── Given records ──
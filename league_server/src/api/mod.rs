//! HTTP API for the league server.
//!
//! Every call is a thin wrapper over [`CompetitionManager`]: handlers parse
//! the request, pass the caller from the `x-user-id` header through as the
//! actor, and map [`league_engine::CompetitionError`] onto HTTP statuses.
//!
//! # Modules
//!
//! - [`tournaments`]: create, list and lifecycle transitions
//! - [`roster`]: registrations, teams and auto-assignment
//! - [`matches`]: bracket generation, results, corrections and standings
//! - [`actor`]: caller identity extractor
//! - [`errors`]: error to response mapping
//! - [`request_id`]: request tracing, logging and metrics
//!
//! # CORS
//!
//! CORS is configured permissively for development. In production, configure
//! appropriate origins, methods, and headers.

pub mod actor;
pub mod errors;
pub mod matches;
pub mod request_id;
pub mod roster;
pub mod tournaments;

use axum::{
    Router,
    extract::State,
    http::StatusCode,
    response::{IntoResponse, Json},
    routing::{get, post},
};
use league_engine::{CompetitionManager, db::Database};
use serde_json::json;
use std::sync::Arc;
use tower_http::cors::CorsLayer;

/// Application state shared across all HTTP handlers.
///
/// `database` is set only when the PostgreSQL backend is active; the health
/// check pings it.
#[derive(Clone)]
pub struct AppState {
    pub manager: Arc<CompetitionManager>,
    pub database: Option<Database>,
}

impl AppState {
    pub fn new(manager: Arc<CompetitionManager>, database: Option<Database>) -> Self {
        Self { manager, database }
    }
}

/// Create the complete API router.
///
/// ```text
/// GET  /health
/// GET  /api/v1/tournaments?status=open
/// POST /api/v1/tournaments
/// GET  /api/v1/tournaments/{id}
/// POST /api/v1/tournaments/{id}/publish
/// POST /api/v1/tournaments/{id}/close
/// POST /api/v1/tournaments/{id}/start
/// POST /api/v1/tournaments/{id}/complete
/// POST /api/v1/tournaments/{id}/cancel
/// POST /api/v1/tournaments/{id}/postpone
/// POST /api/v1/tournaments/{id}/resume
/// GET  /api/v1/tournaments/{id}/registrations
/// POST /api/v1/tournaments/{id}/registrations
/// POST /api/v1/tournaments/{id}/registrations/{registration_id}/withdraw
/// POST /api/v1/tournaments/{id}/registrations/{registration_id}/assign
/// GET  /api/v1/tournaments/{id}/teams
/// POST /api/v1/tournaments/{id}/teams
/// POST /api/v1/tournaments/{id}/teams/bulk
/// POST /api/v1/tournaments/{id}/teams/auto-assign
/// POST /api/v1/tournaments/{id}/teams/{team_id}/withdraw
/// POST /api/v1/tournaments/{id}/bracket
/// GET  /api/v1/tournaments/{id}/matches
/// POST /api/v1/tournaments/{id}/matches/{match_id}/start
/// POST /api/v1/tournaments/{id}/matches/{match_id}/score
/// POST /api/v1/tournaments/{id}/matches/{match_id}/forfeit
/// POST /api/v1/tournaments/{id}/matches/{match_id}/correct
/// GET  /api/v1/tournaments/{id}/standings
/// POST /api/v1/tournaments/{id}/standings/resolve
/// ```
pub fn create_router(state: AppState) -> Router {
    Router::new()
        .route("/health", get(health_check))
        .nest("/api/v1", create_v1_router())
        .layer(axum::middleware::from_fn(request_id::request_id_middleware))
        .layer(CorsLayer::permissive())
        .with_state(state)
}

fn create_v1_router() -> Router<AppState> {
    let tournament_routes = Router::new()
        .route(
            "/tournaments",
            get(tournaments::list_tournaments).post(tournaments::create_tournament),
        )
        .route("/tournaments/{id}", get(tournaments::get_tournament))
        .route("/tournaments/{id}/publish", post(tournaments::publish_tournament))
        .route("/tournaments/{id}/close", post(tournaments::close_registration))
        .route("/tournaments/{id}/start", post(tournaments::start_tournament))
        .route("/tournaments/{id}/complete", post(tournaments::complete_tournament))
        .route("/tournaments/{id}/cancel", post(tournaments::cancel_tournament))
        .route("/tournaments/{id}/postpone", post(tournaments::postpone_tournament))
        .route("/tournaments/{id}/resume", post(tournaments::resume_tournament));

    let roster_routes = Router::new()
        .route(
            "/tournaments/{id}/registrations",
            get(roster::list_registrations).post(roster::register),
        )
        .route(
            "/tournaments/{id}/registrations/{registration_id}/withdraw",
            post(roster::withdraw_registration),
        )
        .route(
            "/tournaments/{id}/registrations/{registration_id}/assign",
            post(roster::assign_team),
        )
        .route(
            "/tournaments/{id}/teams",
            get(roster::list_teams).post(roster::create_team),
        )
        .route("/tournaments/{id}/teams/bulk", post(roster::bulk_create_teams))
        .route(
            "/tournaments/{id}/teams/auto-assign",
            post(roster::auto_assign_teams),
        )
        .route(
            "/tournaments/{id}/teams/{team_id}/withdraw",
            post(roster::withdraw_team),
        );

    let match_routes = Router::new()
        .route("/tournaments/{id}/bracket", post(matches::generate_bracket))
        .route("/tournaments/{id}/matches", get(matches::list_matches))
        .route(
            "/tournaments/{id}/matches/{match_id}/start",
            post(matches::start_match),
        )
        .route(
            "/tournaments/{id}/matches/{match_id}/score",
            post(matches::enter_score),
        )
        .route(
            "/tournaments/{id}/matches/{match_id}/forfeit",
            post(matches::record_forfeit),
        )
        .route(
            "/tournaments/{id}/matches/{match_id}/correct",
            post(matches::correct_score),
        )
        .route("/tournaments/{id}/standings", get(matches::get_standings))
        .route(
            "/tournaments/{id}/standings/resolve",
            post(matches::resolve_ties),
        );

    Router::new()
        .merge(tournament_routes)
        .merge(roster_routes)
        .merge(match_routes)
}

/// Health check endpoint for monitoring and load balancers.
///
/// Returns `200 OK` when the storage backend answers, `503 Service Unavailable`
/// otherwise.
///
/// ```bash
/// curl http://localhost:8080/health
/// # {"status":"healthy","version":"0.1.0","storage":"memory","database":null,"timestamp":"..."}
/// ```
async fn health_check(State(state): State<AppState>) -> impl IntoResponse {
    let (storage, database_healthy) = match &state.database {
        Some(database) => ("postgres", Some(database.health_check().await.is_ok())),
        None => ("memory", None),
    };
    let healthy = database_healthy.unwrap_or(true);

    let status_code = if healthy {
        StatusCode::OK
    } else {
        StatusCode::SERVICE_UNAVAILABLE
    };

    let response = json!({
        "status": if healthy { "healthy" } else { "unhealthy" },
        "version": env!("CARGO_PKG_VERSION"),
        "storage": storage,
        "database": database_healthy,
        "timestamp": chrono::Utc::now().to_rfc3339(),
    });

    (status_code, Json(response))
}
───
## [Try it]
Each line in the entries above that includes the string "merge" should be extracted.

## [Completed task]
        .merge(tournament_routes)
        .merge(roster_routes)
        .merge(match_routes)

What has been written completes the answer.